- Born: 4 October 1960 (age 65) Masaka District
- Citizenship: Ugandan
- Education: Makerere University, Uganda Management Institute
- Occupation: Politician
- Political party: National Unity Platform (NUP)
- Children: 4
- Parents: John Kisomose Mukasa (father); Pirajiya Namatove (mother);

= Florence Namayanja =

Ugandan politician

Florence Namayanja (born 4 October 1960) is a female Ugandan politician who was district woman representative of Bukoto County East, Masaka District.

She was affiliated to the Democratic Party political party and now affiliated to National Unity Platform. In the 11th Parliament, she stood as the Candidate for LC5 Chairperson for Masaka City under the National Unity Platform although she lost the elections. She was the winner of Masaka City mayoral seat after defeating seven candidates, including business tycoon Emmanuel Lwasa, with 28,824 votes.

== Background and education ==
Namayanja was born to the late John Kisomose Mukasa and Pirajiya Namatove. She is the fifth born in a family of eight children. In 1978, she attained her Uganda Certificate of Education from Masaka S.S.S. and after joined Makerere Day and Evening Classes for Adults for her Uganda Advanced Certificate of Education and she completed it in 2003. She holds a Certificate in Human Resource Management in Local Governments (2004) and a Certificate in Leadership and Management (2005) from Uganda Management Institute. In 2007, she joined Makerere University for her bachelor's degree in Industrial and Organizational Psychology. In the same year (2007), she was awarded a Certificate in Building Communities of Character from Character Training Institute, Oklahoma.

== Work experience ==
She was the administrator at National Water and Sew.Corp (1981-1994). She later was employed as a member of Council at Mulago School of Nursing (2008-2009) and Kyambogo University Council (2006-2011). In the same year (2006-2011), she served as the board member at National Water & Sewerage Corporation. Additionally, she was the councilor LC5 (2001-2006) and deputy mayor of Kampala City (2006-2011).

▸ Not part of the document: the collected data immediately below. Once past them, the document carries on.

impl AstCache {
    /// Creates the cache and restores persisted entries when a path is configured
    pub fn new(config: AstCacheConfig) -> Self {
        let cache = Self {
            config,
            state: Mutex::new(CacheState::default()),
            save_signal: Arc::new(Notify::new()),
            tasks: Mutex::new(None),
        };
        if cache.config.persistence_path.is_some() {
            if let Err(e) = cache.load() {
                warn!("Ignoring AST cache file: {}", e);
            }
        }
        cache
    }

    pub fn config(&self) -> &AstCacheConfig {
        &self.config
    }

    /// Content-address key of a parse request
    pub fn key(source: &str, filename: &str, mode: ParseMode) -> String {
        let mut hasher = Sha256::new();
        hasher.update(source.as_bytes());
        hasher.update([0u8]);
        hasher.update(filename.as_bytes());
        hasher.update([0u8]);
        hasher.update(mode.as_str().as_bytes());
        let digest = hasher.finalize();
        digest.iter().map(|b| format!("{:02x}", b)).collect()
    }

    /// Returns the cached tree or parses and caches it
    pub fn parse(&self, source: &str, filename: &str, mode: ParseMode) -> Result<Arc<Module>, SyntaxError> {
        let key = Self::key(source, filename, mode);
        if let Some(module) = self.get_by_key(&key) {
            return Ok(module);
        }
        let module = Arc::new(python::parse(source, mode)?);
        self.insert(key, module.clone());
        Ok(module)
    }

    pub fn get(&self, source: &str, filename: &str, mode: ParseMode) -> Option<Arc<Module>> {
        self.get_by_key(&Self::key(source, filename, mode))
    }

    pub fn get_by_key(&self, key: &str) -> Option<Arc<Module>> {
        let mut guard = self.state.lock();
        let state = &mut *guard;
        let expired = match state.entries.get(key) {
            None => {
                state.stats.misses += 1;
                return None;
            }
            Some(entry) => is_expired(entry, self.config.ttl, SystemTime::now()),
        };
        if expired {
            state.remove(key);
            state.stats.evictions_ttl += 1;
            state.stats.misses += 1;
            return None;
        }
        state.touch(key);
        state.stats.hits += 1;
        state.entries.get(key).map(|entry| entry.module.clone())
    }

    pub fn put(&self, source: &str, filename: &str, mode: ParseMode, module: Arc<Module>) {
        self.insert(Self::key(source, filename, mode), module);
    }

    fn insert(&self, key: String, module: Arc<Module>) {
        let size_estimate = visit::node_count(&module) * BYTES_PER_NODE;
        let now = SystemTime::now();
        let entry = CacheEntry {
            module,
            size_estimate,
            created_at: now,
            access_count: 0,
            last_access: now,
            tick: 0,
        };
        let request_save = {
            let mut state = self.state.lock();
            if !self.insert_locked(&mut state, key, entry) {
                return;
            }
            state.inserts_since_save += 1;
            if state.inserts_since_save >= SAVE_EVERY_INSERTS {
                state.inserts_since_save = 0;
                true
            } else {
                false
            }
        };
        if request_save && self.config.persistence_path.is_some() {
            self.save_signal.notify_one();
        }
    }

    /// Memory eviction, then capacity eviction, then insertion as most recent
    fn insert_locked(&self, state: &mut CacheState, key: String, mut entry: CacheEntry) -> bool {
        state.remove(&key);

        if let Some(limit) = self.config.max_memory_bytes {
            if entry.size_estimate > limit {
                debug!("Not caching tree of {} bytes (limit {})", entry.size_estimate, limit);
                return false;
            }
            while state.memory_bytes + entry.size_estimate > limit && state.evict_lru() {
                state.stats.evictions_memory += 1;
            }
        }

        while state.entries.len() >= self.config.max_size && state.evict_lru() {
            state.stats.evictions_capacity += 1;
        }

        entry.tick = state.bump_tick();
        state.memory_bytes += entry.size_estimate;
        state.recency.insert(entry.tick, key.clone());
        state.entries.insert(key, entry);
        true
    }

    pub fn invalidate(&self, source: &str, filename: &str, mode: ParseMode) -> bool {
        self.state.lock().remove(&Self::key(source, filename, mode)).is_some()
    }

    /// Drops every entry and resets the counters
    pub fn clear(&self) {
        let mut state = self.state.lock();
        *state = CacheState::default();
    }

    pub fn len(&self) -> usize {
        self.state.lock().entries.len()
    }

    pub fn is_empty(&self) -> bool {
        self.len() == 0
    }

    pub fn stats(&self) -> CacheStats {
        let state = self.state.lock();
        CacheStats {
            size: state.entries.len(),
            max_size: self.config.max_size,
            memory_bytes: state.memory_bytes,
            ..state.stats.clone()
        }
    }

    /// The `n` most accessed entries, most accessed first
    pub fn hot_entries(&self, n: usize) -> Vec<HotEntry> {
        let state = self.state.lock();
        let mut hot: Vec<HotEntry> = state
            .entries
            .iter()
            .map(|(key, entry)| HotEntry {
                key: key.clone(),
                access_count: entry.access_count,
                size_estimate: entry.size_estimate,
            })
            .collect();
        hot.sort_by(|a, b| b.access_count.cmp(&a.access_count).then_with(|| a.key.cmp(&b.key)));
        hot.truncate(n);
        hot
    }

    /// Removes every expired entry; returns how many were removed
    pub fn sweep_expired(&self) -> usize {
        if self.config.ttl.is_none() {
            return 0;
        }
        let now = SystemTime::now();
        let mut state = self.state.lock();
        let expired: Vec<String> = state
            .entries
            .iter()
            .filter(|(_, entry)| is_expired(entry, self.config.ttl, now))
            .map(|(key, _)| key.clone())
            .collect();
        for key in &expired {
            state.remove(key);
        }
        state.stats.evictions_ttl += expired.len() as u64;
        if !expired.is_empty() {
            debug!("Swept {} expired AST cache entries", expired.len());
        }
        expired.len()
    }

    /// Writes all entries to the persistence file, if one is configured.
    /// Trees are snapshotted under the lock and serialized outside it.
    pub fn save(&self) -> Result<(), CacheError> {
        let Some(path) = &self.config.persistence_path else {
            return Ok(());
        };
        let (entries, stats) = {
            let state = self.state.lock();
            let entries: Vec<(String, CacheEntry)> =
                state.entries.iter().map(|(k, e)| (k.clone(), e.clone())).collect();
            (entries, state.stats.clone())
        };

        let snapshot = SnapshotRef {
            version: FORMAT_VERSION,
            entries: entries
                .iter()
                .map(|(key, entry)| {
                    let timestamp = entry
                        .created_at
                        .duration_since(UNIX_EPOCH)
                        .map(|d| d.as_secs_f64())
                        .unwrap_or(0.0);
                    (
                        key.as_str(),
                        EntryRef {
                            code: &entry.module,
                            timestamp,
                            size_bytes: entry.size_estimate,
                            access_count: entry.access_count,
                        },
                    )
                })
                .collect(),
            stats: PersistedStats { hits: stats.hits, misses: stats.misses, evictions: stats.evictions() },
        };
        persistence::write_snapshot(path, &snapshot, self.config.compress)?;
        debug!("Saved {} AST cache entries to {}", entries.len(), path.display());
        Ok(())
    }

    /// Restores entries from the persistence file, dropping any that have expired
    pub fn load(&self) -> Result<usize, CacheError> {
        let Some(path) = &self.config.persistence_path else {
            return Ok(0);
        };
        let Some(persisted) = persistence::read_snapshot(path)? else {
            return Ok(0);
        };

        let now = SystemTime::now();
        let mut restored: Vec<(String, CacheEntry)> = persisted
            .entries
            .into_iter()
            .map(|(key, entry)| {
                let created_at = UNIX_EPOCH + Duration::from_secs_f64(entry.timestamp.max(0.0));
                let cache_entry = CacheEntry {
                    module: Arc::new(entry.code),
                    size_estimate: entry.size_bytes,
                    created_at,
                    access_count: entry.access_count,
                    last_access: created_at,
                    tick: 0,
                };
                (key, cache_entry)
            })
            .filter(|(_, entry)| !is_expired(entry, self.config.ttl, now))
            .collect();
        // oldest first so the newest entries end up most recently used
        restored.sort_by_key(|(_, entry)| entry.created_at);

        let mut state = self.state.lock();
        let mut count = 0;
        for (key, entry) in restored {
            if self.insert_locked(&mut state, key, entry) {
                count += 1;
            }
        }
        state.stats.hits = persisted.stats.hits;
        state.stats.misses = persisted.stats.misses;
        debug!("Restored {} AST cache entries from {}", count, path.display());
        Ok(count)
    }

    /// Starts the TTL sweep and persistence tasks on the current tokio runtime.
    /// Returns false when no runtime is available or tasks are already running.
    pub fn start_background_tasks(self: &Arc<Self>) -> bool {
        let Ok(runtime) = tokio::runtime::Handle::try_current() else {
            return false;
        };
        let mut tasks = self.tasks.lock();
        if tasks.is_some() {
            return false;
        }

        let cancel = CancellationToken::new();
        let mut handles = Vec::new();

        if self.config.background_sweep {
            if let Some(interval) = self.config.sweep_interval() {
                let weak = Arc::downgrade(self);
                let token = cancel.clone();
                handles.push(runtime.spawn(sweep_loop(weak, token, interval)));
            }
        }

        if self.config.persistence_path.is_some() {
            let weak = Arc::downgrade(self);
            let token = cancel.clone();
            let signal = self.save_signal.clone();
            handles.push(runtime.spawn(persistence_loop(weak, token, signal)));
        }

        *tasks = Some(BackgroundTasks { cancel, handles });
        true
    }

    /// Cancels background tasks, waits for them and writes a final snapshot
    pub async fn shutdown(&self) {
        let tasks = self.tasks.lock().take();
        if let Some(tasks) = tasks {
            tasks.cancel.cancel();
            for handle in tasks.handles {
                if let Err(e) = handle.await {
                    warn!("AST cache background task ended abnormally: {}", e);
                }
            }
        }
        if let Err(e) = self.save() {
            warn!("Failed to save AST cache: {}", e);
        }
    }
}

== Political experience ==
From 2011 to 2016, Namayanja was the member of parliament of Uganda at the Parliament of Uganda in the ninth and tenth parliament. She served an additional role at the Parliament of Uganda on the Committee on Natural Resources, and Committee on Commissions, State Authorities & State Enterprises.

== Personal life ==
Namayanja is divorced. Her hobbies are exploring new things, and making new friends. She is a Rotarian and a Women Leader (Head of DP Women League).

== Controversy ==
Florence Namayanja and Dr Abed Bwanika, the National Unity Platform presidential candidate, were arrested during protests that followed the arrest of Robert Kyagulanyi Ssentamu. They were arrested together with Evan Kanyike, the Bukoto East NUP parliamentary candidate and Juliet Kakande Nakabuye, Masaka Woman parliamentary candidate. They were charged with inciting violence and doing an act likely to spread infectious diseases, under section 171 of the Penal Code Act. They were later released on bail.